[[ DATA RECORDS open ]]

//! State shared between a [`Subscription`](crate::Subscription) and its
//! background receive task.
//!
//! The symbol → ticker map is built once by `connect` and never changes
//! afterwards, so lookups need no lock. Each ticker has its own `RwLock`:
//! the dispatch worker is its only writer, callers read snapshots.
//!
//! ```text
//! transport task ── decode ──► bounded channel ──► dispatch worker (blocking thread)
//!                                                    apply_trade + on_tick
//! ```
//!
//! The tick callback runs on the worker, so a slow or blocking callback never
//! stalls the websocket read loop or the caller's runtime.

use std::panic::{AssertUnwindSafe, catch_unwind};
use std::sync::Arc;
use std::sync::atomic::{AtomicBool, Ordering};

use ahash::AHashMap;
use crossbeam_channel::{Receiver, Sender, TrySendError};
use fhub_core::ws::{CloseReason, Outbound, TransportHooks};
use fhub_core::{FhubError, Ticker, TradeTick};
use parking_lot::{Mutex, RwLock, RwLockWriteGuard};
use tracing::{debug, error, info, trace, warn};

use crate::decoder::{self, FrameEvent};
use crate::event::{StreamEvent, StreamEventSender, SubscriptionState};

/// User callback invoked with the updated ticker after each trade.
pub type OnTick = Arc<dyn Fn(&Ticker) + Send + Sync>;

/// Shared, lockable handle to one symbol's ticker.
pub type TickerHandle = Arc<RwLock<Ticker>>;

pub(crate) struct Session {
    symbols: Vec<String>,
    tickers: AHashMap<String, TickerHandle>,
    on_tick: Option<OnTick>,
    state: Mutex<SubscriptionState>,
    close_reason: Mutex<Option<CloseReason>>,
    closed: AtomicBool,
    streamed: AtomicBool,
    dispatch_tx: Mutex<Option<Sender<TradeTick>>>,
    events: StreamEventSender,
    trace_frames: bool,
}

impl Session {
    /// One ticker per distinct symbol, in first-seen order.
    pub(crate) fn new<S: AsRef<str>>(
        symbols: &[S],
        max_history: usize,
        on_tick: Option<OnTick>,
        dispatch_tx: Sender<TradeTick>,
        events: StreamEventSender,
        trace_frames: bool,
    ) -> Self {
        let mut ordered = Vec::with_capacity(symbols.len());
        let mut tickers = AHashMap::with_capacity(symbols.len());
        for sym in symbols {
            let sym = sym.as_ref();
            if tickers.contains_key(sym) {
                continue;
            }
            tickers.insert(sym.to_string(), Arc::new(RwLock::new(Ticker::new(sym, max_history))));
            ordered.push(sym.to_string());
        }
        Self {
            symbols: ordered,
            tickers,
            on_tick,
            state: Mutex::new(SubscriptionState::Idle),
            close_reason: Mutex::new(None),
            closed: AtomicBool::new(false),
            streamed: AtomicBool::new(false),
            dispatch_tx: Mutex::new(Some(dispatch_tx)),
            events,
            trace_frames,
        }
    }

    pub(crate) fn symbols(&self) -> &[String] {
        &self.symbols
    }

    pub(crate) fn ticker(&self, symbol: &str) -> Option<&TickerHandle> {
        self.tickers.get(symbol)
    }

    pub(crate) fn state(&self) -> SubscriptionState {
        *self.state.lock()
    }

    pub(crate) fn set_state(&self, state: SubscriptionState) {
        let mut current = self.state.lock();
        if *current != state {
            debug!("subscription state {} -> {state}", *current);
            *current = state;
        }
    }

    pub(crate) fn close_reason(&self) -> Option<CloseReason> {
        self.close_reason.lock().clone()
    }

    /// Whether the open hook ever completed its subscribe step.
    pub(crate) fn reached_streaming(&self) -> bool {
        self.streamed.load(Ordering::Acquire)
    }

    /// Stop dispatching. Frames and trades still in flight are dropped, and
    /// the dispatch worker exits once it sees the closed channel.
    pub(crate) fn mark_closed(&self) {
        self.closed.store(true, Ordering::Release);
        self.dispatch_tx.lock().take();
    }

    fn is_closed(&self) -> bool {
        self.closed.load(Ordering::Acquire)
    }

    /// Hooks wiring a transport's events into this session.
    pub(crate) fn hooks(self: &Arc<Self>) -> TransportHooks {
        let (open, message, err, close) = (self.clone(), self.clone(), self.clone(), self.clone());
        TransportHooks {
            on_open: Arc::new(move |out: &Outbound| open.on_open(out)),
            on_message: Arc::new(move |frame: &[u8]| message.on_frame(frame)),
            on_error: Arc::new(move |e: &FhubError| err.on_error(e)),
            on_close: Arc::new(move |reason: CloseReason| close.on_close(reason)),
        }
    }

    fn on_open(&self, outbound: &Outbound) {
        self.set_state(SubscriptionState::Subscribing);
        for sym in &self.symbols {
            if let Err(e) = outbound.send(decoder::subscribe_message(sym)) {
                warn!("subscribe {sym} failed: {e}");
                self.publish(StreamEvent::Error(e));
            }
        }
        info!("subscription started ({} symbols)", self.symbols.len());
        self.publish(StreamEvent::Opened {
            symbols: self.symbols.len(),
        });
        self.streamed.store(true, Ordering::Release);
        self.set_state(SubscriptionState::Streaming);
    }

    pub(crate) fn on_frame(&self, frame: &[u8]) {
        if self.is_closed() {
            return;
        }
        if self.trace_frames {
            trace!("frame: {}", String::from_utf8_lossy(frame));
        }
        match decoder::decode(frame) {
            Ok(Some(FrameEvent::Trades(trades))) => {
                for tick in trades {
                    if !self.enqueue_trade(tick) {
                        return;
                    }
                }
            }
            Ok(Some(FrameEvent::Error(msg))) => {
                warn!("provider error: {msg}");
                self.publish(StreamEvent::Error(FhubError::Api(msg)));
            }
            Ok(None) => {}
            Err(e) => {
                warn!("skipping frame: {e}");
                self.publish(StreamEvent::Error(e.into()));
            }
        }
    }

    /// Hand one trade to the dispatch worker. Returns `false` once the
    /// session is closed.
    fn enqueue_trade(&self, tick: TradeTick) -> bool {
        if self.is_closed() {
            return false;
        }
        if !self.tickers.contains_key(&tick.symbol) {
            debug!("dropping trade for untracked symbol {}", tick.symbol);
            return true;
        }
        let guard = self.dispatch_tx.lock();
        let Some(tx) = guard.as_ref() else {
            return false;
        };
        match tx.try_send(tick) {
            Ok(()) => true,
            Err(TrySendError::Full(tick)) => {
                warn!("dispatch channel full, dropping trade for {}", tick.symbol);
                true
            }
            Err(TrySendError::Disconnected(_)) => false,
        }
    }

    /// Dispatch worker body: apply each queued trade and run the callback.
    ///
    /// Runs on a blocking thread until the session is closed.
    pub(crate) fn run_dispatch(&self, rx: Receiver<TradeTick>) {
        debug!("dispatch worker started");
        while let Ok(tick) = rx.recv() {
            if self.is_closed() {
                break;
            }
            self.dispatch_trade(&tick);
        }
        debug!("dispatch worker exited");
    }

    fn dispatch_trade(&self, tick: &TradeTick) {
        let Some(handle) = self.tickers.get(&tick.symbol) else {
            return;
        };

        let mut ticker = handle.write();
        ticker.apply_trade(tick.price, tick.volume, tick.timestamp);
        let ticker = RwLockWriteGuard::downgrade(ticker);

        let Some(on_tick) = &self.on_tick else {
            return;
        };
        if let Err(panic) = catch_unwind(AssertUnwindSafe(|| on_tick(&*ticker))) {
            let msg = panic_message(panic.as_ref());
            error!("tick callback for {} panicked: {msg}", tick.symbol);
            self.publish(StreamEvent::Error(FhubError::Callback(format!("{}: {msg}", tick.symbol))));
        }
    }

    fn on_error(&self, err: &FhubError) {
        warn!("transport error: {err}");
        self.publish(StreamEvent::Error(err.clone()));
    }

    fn on_close(&self, reason: CloseReason) {
        let next = match &reason {
            CloseReason::Failed(_) if !self.is_closed() => SubscriptionState::Error,
            _ => SubscriptionState::Closed,
        };
        info!("subscription closed: {reason:?}");
        *self.close_reason.lock() = Some(reason.clone());
        self.set_state(next);
        self.publish(StreamEvent::Closed(reason));
    }

    fn publish(&self, event: StreamEvent) {
        match self.events.try_send(event) {
            Ok(()) => {}
            Err(TrySendError::Full(event)) => warn!("observer channel full, dropping {event:?}"),
            Err(TrySendError::Disconnected(_)) => {}
        }
    }
}

fn panic_message(panic: &(dyn std::any::Any + Send)) -> String {
    if let Some(s) = panic.downcast_ref::<&str>() {
        (*s).to_string()
    } else if let Some(s) = panic.downcast_ref::<String>() {
        s.clone()
    } else {
        "non-string panic payload".into()
    }
}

[[ DATA RECORDS closed ]]

*ASSIGNMENT*:
Using only the entries above, output the line with "self.set_state(next);", the line with "(*s).to_string()", and all lines between them, exactly as they stand.

*EXERCISE ANSWER*:
        self.set_state(next);
        self.publish(StreamEvent::Closed(reason));
    }

    fn publish(&self, event: StreamEvent) {
        match self.events.try_send(event) {
            Ok(()) => {}
            Err(TrySendError::Full(event)) => warn!("observer channel full, dropping {event:?}"),
            Err(TrySendError::Disconnected(_)) => {}
        }
    }
}

fn panic_message(panic: &(dyn std::any::Any + Send)) -> String {
    if let Some(s) = panic.downcast_ref::<&str>() {
        (*s).to_string()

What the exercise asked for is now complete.